A voz de Ren veio de trás da estrutura.

— Tire a mão do piso! — ordenou o agente.

Garrick olhou para os agentes que cercavam as duas saídas restantes.

A mão permaneceu no concreto.

— Último aviso.

Garrick olhou para John.

Havia raiva em seu rosto, mas também um desgaste que não estava ali quando invadira a estação. Talvez fosse apenas dor.

Retirou a mão.

Os agentes avançaram.

John tentou se afastar antes que Ren chegasse até ele.

Deu dois passos.

No terceiro, perdeu parte da visão e caiu sentado contra uma coluna.

Ren apareceu diante dele.

Olhou para o equipamento sob a jaqueta, para as inscrições ainda úmidas de marcador e para o sangue no rosto.

— John — chamou.

John tentou limpar o nariz com o punho. Só conseguiu espalhar o sangue pela pele.

— Não consigo levantar agora.

Ren se agachou sem tocá-lo.

Atrás dos dois, Garrick era algemado com contenções especiais. Os agentes mantinham suas mãos separadas e afastadas de qualquer superfície contínua.

— Uma equipe médica está vindo — informou Ren.

John apoiou a cabeça na coluna.

As linhas verdes começaram a enfraquecer, mas não desapareceram completamente.

— Você tem uma explicação muito longa para me dar — acrescentou o agente.

John fechou os olhos.

Ainda conseguia ver a estrutura por dentro.

O aparelho de Ren vibrou.

O agente atendeu enquanto se afastava apenas o suficiente para conversar sem bloquear a passagem dos paramédicos.

— Ren.

A resposta do outro lado fez com que ele parasse.

— Repete.

John abriu os olhos.

Ren escutou por alguns segundos, olhando para Garrick enquanto os agentes terminavam de imobilizá-lo.

— Ele estava sob custódia?

A resposta veio baixa demais para John entender.

Ren passou a mão pelo rosto.

— Isolem o local. Ninguém divulga os outros nomes.

John tentou se endireitar contra a coluna.

— O que aconteceu?

Ren não respondeu. Chamou uma agente e mostrou alguma coisa na tela.

— Confere a lista de Hark.
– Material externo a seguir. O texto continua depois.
pub mod auth;
pub mod earning;
pub mod event;
pub mod referral;
pub mod user;
pub mod withdrawal;

pub use auth::auth_config;
pub use earning::earning_config;
pub use event::event_config;
pub use referral::referral_config;
pub use user::user_config;
pub use withdrawal::withdrawal_config;

use crate::error::AppError;
use actix_web::{HttpMessage, HttpRequest};

/// 取认证中间件写入请求扩展的用户ID
pub(crate) fn current_user_id(req: &HttpRequest) -> Result<i64, AppError> {
    req.extensions()
        .get::<i64>()
        .copied()
        .filter(|id| *id > 0)
        .ok_or_else(|| AppError::AuthError("Missing access token".to_string()))
}
use crate::entities::{SubscriptionTier, UserRole, user_entity as users};
use crate::error::{AppError, AppResult};
use crate::models::{AuthResponse, LoginRequest, RegisterRequest, UserResponse};
use crate::services::ReferralRewardService;
use crate::utils::{JwtService, hash_password, validate_email, validate_password, verify_password};
use sea_orm::{ActiveModelTrait, ColumnTrait, DatabaseConnection, EntityTrait, QueryFilter, Set};

#[derive(Clone)]
pub struct AuthService {
    pool: DatabaseConnection,
    jwt_service: JwtService,
    referral_reward_service: ReferralRewardService,
}

impl AuthService {
    pub fn new(
        pool: DatabaseConnection,
        jwt_service: JwtService,
        referral_reward_service: ReferralRewardService,
    ) -> Self {
        Self {
            pool,
            jwt_service,
            referral_reward_service,
        }
    }

    pub async fn register(&self, request: RegisterRequest) -> AppResult<AuthResponse> {
        // 校验输入
        validate_email(&request.email)?;
        validate_password(&request.password)?;

        if request.username.trim().is_empty() {
            return Err(AppError::ValidationError(
                "Username must not be empty".to_string(),
            ));
        }

        // 邮箱唯一
        let existing = users::Entity::find()
            .filter(users::Column::Email.eq(request.email.clone()))
            .one(&self.pool)
            .await?;
        if existing.is_some() {
            return Err(AppError::ValidationError(
                "Email already registered".to_string(),
            ));
        }

        // 解析推荐码（无效码直接报错，而不是静默忽略）
        let referrer = match &request.referral_code {
            Some(code) => Some(
                self.referral_reward_service
                    .find_referrer_by_code(code)
                    .await?,
            ),
            None => None,
        };

        let password_hash = hash_password(&request.password)?;

        // 新用户自带推荐码
        let own_code = self.referral_reward_service.allocate_code().await?;

        let user = users::ActiveModel {
            email: Set(request.email.clone()),
            username: Set(request.username.clone()),
            password_hash: Set(password_hash),
            role: Set(UserRole::Student),
            tier: Set(SubscriptionTier::Free),
            real_money_balance: Set(0),
            pending_withdrawal: Set(0),
            total_earned: Set(0),
            total_withdrawn: Set(0),
            referrer_id: Set(referrer.as_ref().map(|r| r.id)),
            referral_code: Set(Some(own_code)),
            ..Default::default()
        }
        .insert(&self.pool)
        .await?;

        // 注册即推进推荐漏斗（注册奖励在内部幂等发放）
        if let (Some(referrer), Some(code)) = (&referrer, &request.referral_code) {
            self.referral_reward_service
                .handle_signup(referrer.id, code, user.id)
                .await?;
        }

        log::info!("User {} registered ({})", user.id, user.email);

        self.build_auth_response(user)
    }

    pub async fn login(&self, request: LoginRequest) -> AppResult<AuthResponse> {
        let user = users::Entity::find()
            .filter(users::Column::Email.eq(request.email.clone()))
            .one(&self.pool)
            .await?
            .ok_or_else(|| AppError::AuthError("Invalid email or password".to_string()))?;

        let is_valid = verify_password(&request.password, &user.password_hash)?;
        if !is_valid {
            return Err(AppError::AuthError("Invalid email or password".to_string()));
        }

        self.build_auth_response(user)
    }

    pub async fn refresh_token(&self, refresh_token: &str) -> AppResult<AuthResponse> {
        let claims = self.jwt_service.verify_refresh_token(refresh_token)?;
        let user_id: i64 = claims
            .sub
            .parse()
            .map_err(|_| AppError::AuthError("Invalid token".to_string()))?;

        let user = users::Entity::find_by_id(user_id)
            .one(&self.pool)
            .await?
            .ok_or_else(|| AppError::NotFound("User not found".to_string()))?;

        let access_token = self
            .jwt_service
            .generate_access_token(user.id, &user.email)?;
        let expires_in = self.jwt_service.get_access_token_expires_in();

        Ok(AuthResponse {
            user: UserResponse::from(user),
            access_token,
            refresh_token: refresh_token.to_string(),
            expires_in,
        })
    }

    fn build_auth_response(&self, user: users::Model) -> AppResult<AuthResponse> {
        let access_token = self
            .jwt_service
            .generate_access_token(user.id, &user.email)?;
        let refresh_token = self
            .jwt_service
            .generate_refresh_token(user.id, &user.email)?;
        let expires_in = self.jwt_service.get_access_token_expires_in();

        Ok(AuthResponse {
            user: UserResponse::from(user),
            access_token,
            refresh_token,
            expires_in,
        })
    }
}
Quero saber quem teve acesso aos nomes.

A mulher pegou o aparelho e começou a verificar os registros.

— Ren.

John precisou repetir:

— O que aconteceu?

O agente olhou para ele.

— O intermediário que você viu no complexo estava sendo transportado para prestar depoimento.

— Ele fugiu?

Ren demorou um pouco.

— Não.

John sentiu a boca secar, apesar do sangue.

— Garrick estava aqui.

— Eu sei.

— Então quem…

— Ainda não sabemos — interrompeu Ren.

O aparelho vibrou novamente na mão da agente. Ela leu a mensagem e se aproximou.

— Outro acesso ao sistema — informou em voz baixa. — Arquivos das testemunhas de Hark.

— Bloqueia tudo.

— Já copiaram.

Ren tomou o aparelho.

Uma lista apareceu na tela antes que ele a inclinasse. John reconheceu nomes de funcionários municipais e do pessoal que trabalhara no complexo.

O seu estava perto do fim.

Ao lado dele havia um endereço.

John deixou de sentir a dor no ombro por um momento.

— Esse é o endereço da minha casa.

Ren olhou para a tela.

Depois, para John.

— Sua mãe está lá?

John já procurava o celular dentro da jaqueta.